# SOURCE MATERIAL
--------------------------------------------------
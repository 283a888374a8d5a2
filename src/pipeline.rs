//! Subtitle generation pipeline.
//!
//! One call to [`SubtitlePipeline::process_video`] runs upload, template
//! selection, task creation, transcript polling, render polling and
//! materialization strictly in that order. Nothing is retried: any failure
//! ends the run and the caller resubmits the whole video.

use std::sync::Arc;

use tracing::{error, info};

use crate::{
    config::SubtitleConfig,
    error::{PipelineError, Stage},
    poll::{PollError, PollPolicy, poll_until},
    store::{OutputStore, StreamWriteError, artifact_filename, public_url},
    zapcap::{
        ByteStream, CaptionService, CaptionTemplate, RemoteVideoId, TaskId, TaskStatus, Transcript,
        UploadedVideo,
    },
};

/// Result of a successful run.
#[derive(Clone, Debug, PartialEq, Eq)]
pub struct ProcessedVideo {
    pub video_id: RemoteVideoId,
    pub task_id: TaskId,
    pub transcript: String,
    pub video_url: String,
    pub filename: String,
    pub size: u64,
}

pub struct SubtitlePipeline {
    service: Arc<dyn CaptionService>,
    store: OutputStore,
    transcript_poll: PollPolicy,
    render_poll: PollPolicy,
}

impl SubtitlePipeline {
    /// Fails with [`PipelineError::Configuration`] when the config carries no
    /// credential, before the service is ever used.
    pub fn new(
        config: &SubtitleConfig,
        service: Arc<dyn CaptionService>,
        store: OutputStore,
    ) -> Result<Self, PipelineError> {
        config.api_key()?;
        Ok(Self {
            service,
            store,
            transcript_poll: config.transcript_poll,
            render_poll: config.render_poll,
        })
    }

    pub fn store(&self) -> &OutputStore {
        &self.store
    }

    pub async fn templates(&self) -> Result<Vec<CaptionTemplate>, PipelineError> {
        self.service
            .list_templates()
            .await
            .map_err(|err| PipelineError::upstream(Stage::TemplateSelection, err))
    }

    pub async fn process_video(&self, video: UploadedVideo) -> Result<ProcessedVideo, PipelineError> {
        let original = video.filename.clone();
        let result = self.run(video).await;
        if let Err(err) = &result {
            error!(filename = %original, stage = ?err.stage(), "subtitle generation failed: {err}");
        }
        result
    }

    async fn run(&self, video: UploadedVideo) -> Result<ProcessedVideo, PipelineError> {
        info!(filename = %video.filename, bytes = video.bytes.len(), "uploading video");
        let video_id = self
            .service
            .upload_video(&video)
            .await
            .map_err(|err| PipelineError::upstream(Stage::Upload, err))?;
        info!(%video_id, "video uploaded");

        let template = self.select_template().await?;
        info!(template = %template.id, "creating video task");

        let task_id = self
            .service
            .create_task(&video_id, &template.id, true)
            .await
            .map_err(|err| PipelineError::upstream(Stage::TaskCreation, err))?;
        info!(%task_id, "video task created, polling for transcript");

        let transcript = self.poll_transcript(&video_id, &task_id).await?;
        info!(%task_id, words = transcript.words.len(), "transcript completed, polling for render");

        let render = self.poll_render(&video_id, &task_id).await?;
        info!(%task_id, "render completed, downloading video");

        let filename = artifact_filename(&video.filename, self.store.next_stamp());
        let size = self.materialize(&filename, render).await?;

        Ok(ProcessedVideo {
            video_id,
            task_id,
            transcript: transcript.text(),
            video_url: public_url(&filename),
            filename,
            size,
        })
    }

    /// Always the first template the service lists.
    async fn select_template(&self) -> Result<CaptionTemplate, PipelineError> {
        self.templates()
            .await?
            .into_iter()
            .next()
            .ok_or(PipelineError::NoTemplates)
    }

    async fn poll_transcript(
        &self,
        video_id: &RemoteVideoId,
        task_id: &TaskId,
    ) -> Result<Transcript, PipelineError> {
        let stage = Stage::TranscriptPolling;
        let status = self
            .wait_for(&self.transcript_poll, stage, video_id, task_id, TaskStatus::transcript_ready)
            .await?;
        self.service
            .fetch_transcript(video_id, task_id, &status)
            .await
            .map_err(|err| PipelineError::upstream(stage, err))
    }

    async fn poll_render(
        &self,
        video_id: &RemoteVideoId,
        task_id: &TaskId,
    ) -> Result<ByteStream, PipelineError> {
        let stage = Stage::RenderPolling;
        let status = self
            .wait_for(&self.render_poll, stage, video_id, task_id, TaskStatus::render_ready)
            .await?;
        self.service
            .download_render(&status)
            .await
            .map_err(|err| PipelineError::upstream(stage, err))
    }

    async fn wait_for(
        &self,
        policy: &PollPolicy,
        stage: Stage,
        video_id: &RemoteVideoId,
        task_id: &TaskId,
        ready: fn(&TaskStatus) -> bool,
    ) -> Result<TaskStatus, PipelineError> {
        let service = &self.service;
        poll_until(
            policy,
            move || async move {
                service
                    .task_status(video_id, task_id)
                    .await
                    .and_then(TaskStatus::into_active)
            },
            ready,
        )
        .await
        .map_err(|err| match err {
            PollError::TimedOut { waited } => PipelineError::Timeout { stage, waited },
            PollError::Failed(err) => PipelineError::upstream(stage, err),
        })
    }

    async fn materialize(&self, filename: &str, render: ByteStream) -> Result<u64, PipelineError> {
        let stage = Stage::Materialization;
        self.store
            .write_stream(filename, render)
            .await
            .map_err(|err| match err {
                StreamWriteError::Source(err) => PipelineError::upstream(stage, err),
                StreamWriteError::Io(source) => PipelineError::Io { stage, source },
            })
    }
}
--------------------------------------------------
# GOAL OF THE EXERCISE
Copy, from the lines above, each one that holds "materialize".

# RESULT OF THE TASK
        let size = self.materialize(&filename, render).await?;
    async fn materialize(&self, filename: &str, render: ByteStream) -> Result<u64, PipelineError> {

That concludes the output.